The cost structure matters here. Obtaining a medical cannabis card in Florida involves a physician evaluation fee, a state application fee, and - for many veterans - transportation and scheduling hurdles that compound the financial barrier. For veterans on fixed incomes or navigating VA-administered care, those upfront costs can be enough to close the door entirely. Access programs built around this model exist in other states too; operators running a cannabis retail platform for Missouri, for example, know firsthand how state-by-state licensing and cost structures shape who actually gets through the door and who doesn't. VCC's approach is direct: fund the barrier, remove it, repeat.
Eden Curated Cannabis and Marijuana Express M.D. are the operational and funding partners. Together, the two organizations have committed more than $19,000 to cover evaluation and card costs for participating veterans. Marijuana Express M.D. handles the physician evaluation side; Eden Curated Cannabis brings the dispensary-side knowledge of what licensed access actually looks like on the ground. That kind of cross-sector partnership - a licensed dispensary operator and a physician evaluation service co-funding a patient access program - reflects a model that's become increasingly visible in states where medical cannabis programs have matured past the early-adoption phase.
Why the Access Gap Persists for Veterans
VCC has helped cover medical cannabis card costs for more than 1,000 veterans since its founding. The organization also maintains an active waiting list. That's not a minor footnote - it signals that demand for this kind of program consistently outpaces available funding, and that cost alone isn't the only obstacle.
VCC's founder, Robb Harmon, has identified the real cluster of barriers: financial cost, lack of program education, transportation logistics, social stigma, and the structural limitations of traditional health care systems - particularly the VA, which operates under federal restrictions that prevent it from recommending or facilitating access to a Schedule I substance, regardless of state law. That federal-state disconnect has produced a situation where eligible veterans may qualify under state medical cannabis law, want access, and still have no institutional pathway to get there. Nonprofits like VCC are, in practice, filling a gap that federal health policy has left open.
Veterans seeking medical cannabis access in Florida most commonly do so for conditions including PTSD, chronic pain, sleep disorders, and anxiety - all service-related health concerns that the VA acknowledges but cannot address through cannabis-based options under current federal law. VCC doesn't make therapeutic promises. The organization's role is access, not outcomes advocacy.

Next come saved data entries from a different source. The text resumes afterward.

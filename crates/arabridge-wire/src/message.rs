//! Keyed argument messages.
//!
//! A [`Message`] is a flat map from signed argument keys to values drawn from a
//! small closed catalog ([`Value`]). Aggregates nest as sub-messages. Keys `>= 0`
//! carry payload (struct member tags, argument positions, array indices); negative
//! keys are reserved for protocol control metadata (see [`keys`]).

use serde::{Deserialize, Serialize};
use std::collections::BTreeMap;
use std::fmt;

/// Argument key inside a message.
pub type ArgKey = i32;

/// Reserved argument keys.
pub mod keys {
    use super::ArgKey;

    /// Primary return value of a reply.
    pub const RETURN_VALUE: ArgKey = 0;

    /// Element count of a variable-length array sub-message.
    pub const ARRAY_COUNT: ArgKey = 0;

    /// Set on every outbound call that participates in an already open transaction.
    pub const RESPONSE_FLAG: ArgKey = -1;

    /// Token of the thread that sent the message (other-threads channel only).
    pub const SENDER_THREAD: ArgKey = -2;

    /// Token of the remote thread the message is addressed to (other-threads channel only).
    pub const RECEIVER_THREAD: ArgKey = -3;

    /// Whether `key` is reserved for protocol control metadata.
    pub const fn is_control(key: ArgKey) -> bool {
        key < 0
    }
}

/// Identifier of a message on the wire.
///
/// `0` marks a reply. Every other value identifies a bootstrap operation, a remote
/// interface method or an application-defined custom message.
#[derive(Clone, Copy, PartialEq, Eq, Hash, PartialOrd, Ord, Serialize, Deserialize)]
pub struct MessageId(pub i32);

impl MessageId {
    /// The reply message id.
    pub const REPLY: MessageId = MessageId(0);

    pub const fn new(id: i32) -> Self {
        Self(id)
    }

    pub const fn get(self) -> i32 {
        self.0
    }

    pub const fn is_reply(self) -> bool {
        self.0 == 0
    }
}

impl fmt::Debug for MessageId {
    fn fmt(&self, f: &mut fmt::Formatter<'_>) -> fmt::Result {
        if self.is_reply() {
            write!(f, "MessageId(reply)")
        } else {
            write!(f, "MessageId({})", self.0)
        }
    }
}

impl fmt::Display for MessageId {
    fn fmt(&self, f: &mut fmt::Formatter<'_>) -> fmt::Result {
        write!(f, "{}", self.0)
    }
}

impl From<i32> for MessageId {
    fn from(id: i32) -> Self {
        Self(id)
    }
}

/// A single argument value.
#[derive(Debug, Clone, PartialEq, Serialize, Deserialize)]
pub enum Value {
    Int32(i32),
    Int64(i64),
    Size(u64),
    Float(f32),
    Double(f64),
    String(String),
    Bytes(Vec<u8>),
    Message(Message),
}

impl Value {
    fn kind(&self) -> &'static str {
        match self {
            Value::Int32(_) => "int32",
            Value::Int64(_) => "int64",
            Value::Size(_) => "size",
            Value::Float(_) => "float",
            Value::Double(_) => "double",
            Value::String(_) => "string",
            Value::Bytes(_) => "bytes",
            Value::Message(_) => "message",
        }
    }
}

/// Keyed argument container shared by encoder and decoder.
#[derive(Debug, Clone, Default, PartialEq, Serialize, Deserialize)]
pub struct Message {
    args: BTreeMap<ArgKey, Value>,
}

impl Message {
    pub fn new() -> Self {
        Self::default()
    }

    /// Number of arguments, control keys included.
    pub fn len(&self) -> usize {
        self.args.len()
    }

    /// Whether the message carries no argument at all.
    pub fn is_empty(&self) -> bool {
        self.args.is_empty()
    }

    /// Whether the message carries no payload argument (control keys are ignored).
    pub fn has_payload(&self) -> bool {
        self.args.keys().any(|&key| !keys::is_control(key))
    }

    pub fn get(&self, key: ArgKey) -> Option<&Value> {
        self.args.get(&key)
    }

    pub fn contains_key(&self, key: ArgKey) -> bool {
        self.args.contains_key(&key)
    }

    /// Payload keys in ascending order.
    pub fn payload_keys(&self) -> impl Iterator<Item = ArgKey> + '_ {
        self.args.keys().copied().filter(|&key| !keys::is_control(key))
    }

    fn insert(&mut self, key: ArgKey, value: Value) {
        let previous = self.args.insert(key, value);
        debug_assert!(previous.is_none(), "argument key {} appended twice", key);
    }
}

// =============================================================================
// Encoder
// =============================================================================

/// Builds an outgoing message argument by argument.
#[derive(Debug, Clone, Default)]
pub struct MessageEncoder {
    message: Message,
}

impl MessageEncoder {
    pub fn new() -> Self {
        Self::default()
    }

    pub fn append_int32(&mut self, key: ArgKey, value: i32) {
        self.message.insert(key, Value::Int32(value));
    }

    pub fn append_int64(&mut self, key: ArgKey, value: i64) {
        self.message.insert(key, Value::Int64(value));
    }

    pub fn append_size(&mut self, key: ArgKey, value: u64) {
        self.message.insert(key, Value::Size(value));
    }

    pub fn append_float(&mut self, key: ArgKey, value: f32) {
        self.message.insert(key, Value::Float(value));
    }

    pub fn append_double(&mut self, key: ArgKey, value: f64) {
        self.message.insert(key, Value::Double(value));
    }

    pub fn append_string(&mut self, key: ArgKey, value: &str) {
        self.message.insert(key, Value::String(value.to_owned()));
    }

    /// Append a raw byte blob by copying it.
    pub fn append_bytes(&mut self, key: ArgKey, bytes: &[u8]) {
        self.message.insert(key, Value::Bytes(bytes.to_vec()));
    }

    /// Append a raw byte blob, taking ownership of the buffer instead of copying.
    pub fn append_bytes_owned(&mut self, key: ArgKey, bytes: Vec<u8>) {
        self.message.insert(key, Value::Bytes(bytes));
    }

    /// Append an already built sub-message.
    pub fn append_sub_message(&mut self, key: ArgKey, sub: MessageEncoder) {
        self.message.insert(key, Value::Message(sub.message));
    }

    /// Build a sub-message in place.
    pub fn encode_sub_message<F>(&mut self, key: ArgKey, build: F)
    where
        F: FnOnce(&mut MessageEncoder),
    {
        let mut sub = MessageEncoder::new();
        build(&mut sub);
        self.append_sub_message(key, sub);
    }

    /// Mark this message as participating in an already open transaction.
    pub fn append_response_flag(&mut self) {
        self.append_int32(keys::RESPONSE_FLAG, 1);
    }

    /// Append an opaque thread token under one of the thread control keys.
    pub fn append_thread_token(&mut self, key: ArgKey, token: u64) {
        debug_assert!(keys::is_control(key));
        self.append_size(key, token);
    }

    /// Whether nothing has been appended (control keys are ignored).
    pub fn is_empty(&self) -> bool {
        !self.message.has_payload()
    }

    pub fn message(&self) -> &Message {
        &self.message
    }

    pub fn into_message(self) -> Message {
        self.message
    }
}

impl From<MessageEncoder> for Message {
    fn from(encoder: MessageEncoder) -> Self {
        encoder.message
    }
}

// =============================================================================
// Decoder
// =============================================================================

/// Reads the arguments of a received message.
///
/// Readers return `None` both for absent keys and for keys holding a value of a
/// different kind; the latter is logged since it means the peers disagree about
/// the shape of a call.
#[derive(Debug, Clone, Default, PartialEq)]
pub struct MessageDecoder {
    message: Message,
}

macro_rules! read_scalar {
    ($name:ident, $variant:ident, $ty:ty) => {
        pub fn $name(&self, key: ArgKey) -> Option<$ty> {
            match self.message.get(key)? {
                Value::$variant(v) => Some(*v),
                other => self.mismatch(key, stringify!($variant), other),
            }
        }
    };
}

impl MessageDecoder {
    pub fn new(message: Message) -> Self {
        Self { message }
    }

    read_scalar!(read_int32, Int32, i32);
    read_scalar!(read_int64, Int64, i64);
    read_scalar!(read_size, Size, u64);
    read_scalar!(read_float, Float, f32);
    read_scalar!(read_double, Double, f64);

    pub fn read_string(&self, key: ArgKey) -> Option<&str> {
        match self.message.get(key)? {
            Value::String(s) => Some(s.as_str()),
            other => self.mismatch(key, "String", other),
        }
    }

    /// Size in bytes of the blob stored at `key`.
    pub fn read_bytes_size(&self, key: ArgKey) -> Option<usize> {
        self.read_bytes_slice(key).map(<[u8]>::len)
    }

    /// Copy the blob stored at `key` into `out`, returning the number of bytes copied.
    ///
    /// Copies at most `out.len()` bytes.
    pub fn read_bytes(&self, key: ArgKey, out: &mut [u8]) -> Option<usize> {
        let bytes = self.read_bytes_slice(key)?;
        let len = bytes.len().min(out.len());
        out[..len].copy_from_slice(&bytes[..len]);
        Some(len)
    }

    pub fn read_bytes_slice(&self, key: ArgKey) -> Option<&[u8]> {
        match self.message.get(key)? {
            Value::Bytes(b) => Some(b.as_slice()),
            other => self.mismatch(key, "Bytes", other),
        }
    }

    pub fn read_sub_message(&self, key: ArgKey) -> Option<MessageDecoder> {
        match self.message.get(key)? {
            Value::Message(m) => Some(MessageDecoder::new(m.clone())),
            other => self.mismatch(key, "Message", other),
        }
    }

    pub fn has_data_for_key(&self, key: ArgKey) -> bool {
        self.message.contains_key(key)
    }

    /// Whether the message carries no payload (control keys are ignored).
    pub fn is_empty(&self) -> bool {
        !self.message.has_payload()
    }

    /// Whether the sender marked this message as part of an already open transaction.
    pub fn is_response(&self) -> bool {
        self.read_int32(keys::RESPONSE_FLAG).unwrap_or(0) != 0
    }

    pub fn read_thread_token(&self, key: ArgKey) -> Option<u64> {
        debug_assert!(keys::is_control(key));
        self.read_size(key)
    }

    /// Number of payload arguments.
    pub fn payload_len(&self) -> usize {
        self.message.payload_keys().count()
    }

    pub fn message(&self) -> &Message {
        &self.message
    }

    pub fn into_message(self) -> Message {
        self.message
    }

    fn mismatch<T>(&self, key: ArgKey, expected: &str, found: &Value) -> Option<T> {
        tracing::warn!(
            "argument {} holds {} where {} was expected",
            key,
            found.kind(),
            expected
        );
        None
    }
}

impl From<MessageEncoder> for MessageDecoder {
    fn from(encoder: MessageEncoder) -> Self {
        Self::new(encoder.into_message())
    }
}

#[cfg(test)]
mod tests {
    use super::*;

    #[test]
    fn test_message_id_reply() {
        assert!(MessageId::REPLY.is_reply());
        assert!(!MessageId::new(7).is_reply());
        assert_eq!(format!("{:?}", MessageId::REPLY), "MessageId(reply)");
    }

    #[test]
    fn test_scalar_roundtrip_through_decoder() {
        let mut encoder = MessageEncoder::new();
        encoder.append_int32(0, -5);
        encoder.append_int64(1, i64::MAX);
        encoder.append_size(2, 42);
        encoder.append_float(3, 0.5);
        encoder.append_double(4, 44100.0);
        encoder.append_string(5, "hello");

        let decoder = MessageDecoder::from(encoder);
        assert_eq!(decoder.read_int32(0), Some(-5));
        assert_eq!(decoder.read_int64(1), Some(i64::MAX));
        assert_eq!(decoder.read_size(2), Some(42));
        assert_eq!(decoder.read_float(3), Some(0.5));
        assert_eq!(decoder.read_double(4), Some(44100.0));
        assert_eq!(decoder.read_string(5), Some("hello"));
        assert_eq!(decoder.payload_len(), 6);
    }

    #[test]
    fn test_missing_key_is_not_found() {
        let decoder = MessageDecoder::default();
        assert_eq!(decoder.read_int32(3), None);
        assert!(decoder.read_sub_message(3).is_none());
        assert!(!decoder.has_data_for_key(3));
    }

    #[test]
    fn test_kind_mismatch_reads_as_absent() {
        let mut encoder = MessageEncoder::new();
        encoder.append_double(0, 1.0);
        let decoder = MessageDecoder::from(encoder);
        assert_eq!(decoder.read_int32(0), None);
        assert!(decoder.has_data_for_key(0));
    }

    #[test]
    fn test_bytes_copy_is_clipped() {
        let mut encoder = MessageEncoder::new();
        encoder.append_bytes_owned(0, vec![1, 2, 3, 4, 5]);
        let decoder = MessageDecoder::from(encoder);

        assert_eq!(decoder.read_bytes_size(0), Some(5));
        let mut small = [0u8; 3];
        assert_eq!(decoder.read_bytes(0, &mut small), Some(3));
        assert_eq!(small, [1, 2, 3]);
    }

    #[test]
    fn test_control_keys_are_not_payload() {
        let mut encoder = MessageEncoder::new();
        encoder.append_response_flag();
        encoder.append_thread_token(keys::SENDER_THREAD, 9);
        assert!(encoder.is_empty());

        let decoder = MessageDecoder::from(encoder);
        assert!(decoder.is_empty());
        assert!(decoder.is_response());
        assert_eq!(decoder.read_thread_token(keys::SENDER_THREAD), Some(9));
        assert_eq!(decoder.read_thread_token(keys::RECEIVER_THREAD), None);
    }

    #[test]
    fn test_nested_sub_message() {
        let mut encoder = MessageEncoder::new();
        encoder.encode_sub_message(2, |sub| {
            sub.append_int32(0, 11);
            sub.encode_sub_message(1, |inner| inner.append_string(0, "deep"));
        });

        let decoder = MessageDecoder::from(encoder);
        let sub = decoder.read_sub_message(2).unwrap();
        assert_eq!(sub.read_int32(0), Some(11));
        let inner = sub.read_sub_message(1).unwrap();
        assert_eq!(inner.read_string(0), Some("deep"));
    }
}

What This Signals for Licensed Cannabis Operators
For dispensary operators and multi-state operators (MSOs) watching Florida, the VCC model raises a question worth sitting with: what's the business case for partnering with a patient-access nonprofit? Eden Florida's head of operations, Nelson Junco, was candid about it - supporting this kind of program was, in his words, "an easy decision." That framing matters. Community partnership at this scale serves multiple purposes for a licensed operator: it builds relationships with an underserved patient segment, demonstrates responsible retailing to regulators and local officials, and aligns brand presence with a program that carries genuine public legitimacy.
None of that is cynical. Florida's medical cannabis market is licensed and regulated, and operators working within it compete on patient acquisition, product mix, and store experience. Programs that reduce structural barriers to entry - evaluation costs, card fees, appointment access - expand the total addressable patient population. When a nonprofit removes the financial barrier for 250 veterans who might otherwise never enter the licensed program, those patients don't disappear after they receive their card. They become part of the regulated system.
VCC is actively seeking additional sponsors, donors, and community partners. Harmon's stated target isn't simply filling 250 spots - it's building enough institutional momentum to sustain and expand the program in future years. For operators, suppliers, or dispensary management companies considering community investment in a licensed medical cannabis state, this is the kind of program that demonstrates real alignment between commercial interests and patient access goals.
Registration and What Comes Next
Veterans interested in participating can register at veteranscannabiscare.org/250for250/. Events begin August 1 and run for eight weeks across five Florida markets. VCC expects all 250 spots to fill during the campaign period, given its existing waitlist.
The broader implication here is straightforward: in a regulated medical cannabis market, access isn't guaranteed just because the program exists. Cost, education, and geography shape who actually participates. Organizations willing to fund that last mile - and operators willing to partner with them - are solving a real operational problem inside the licensed system, not outside it.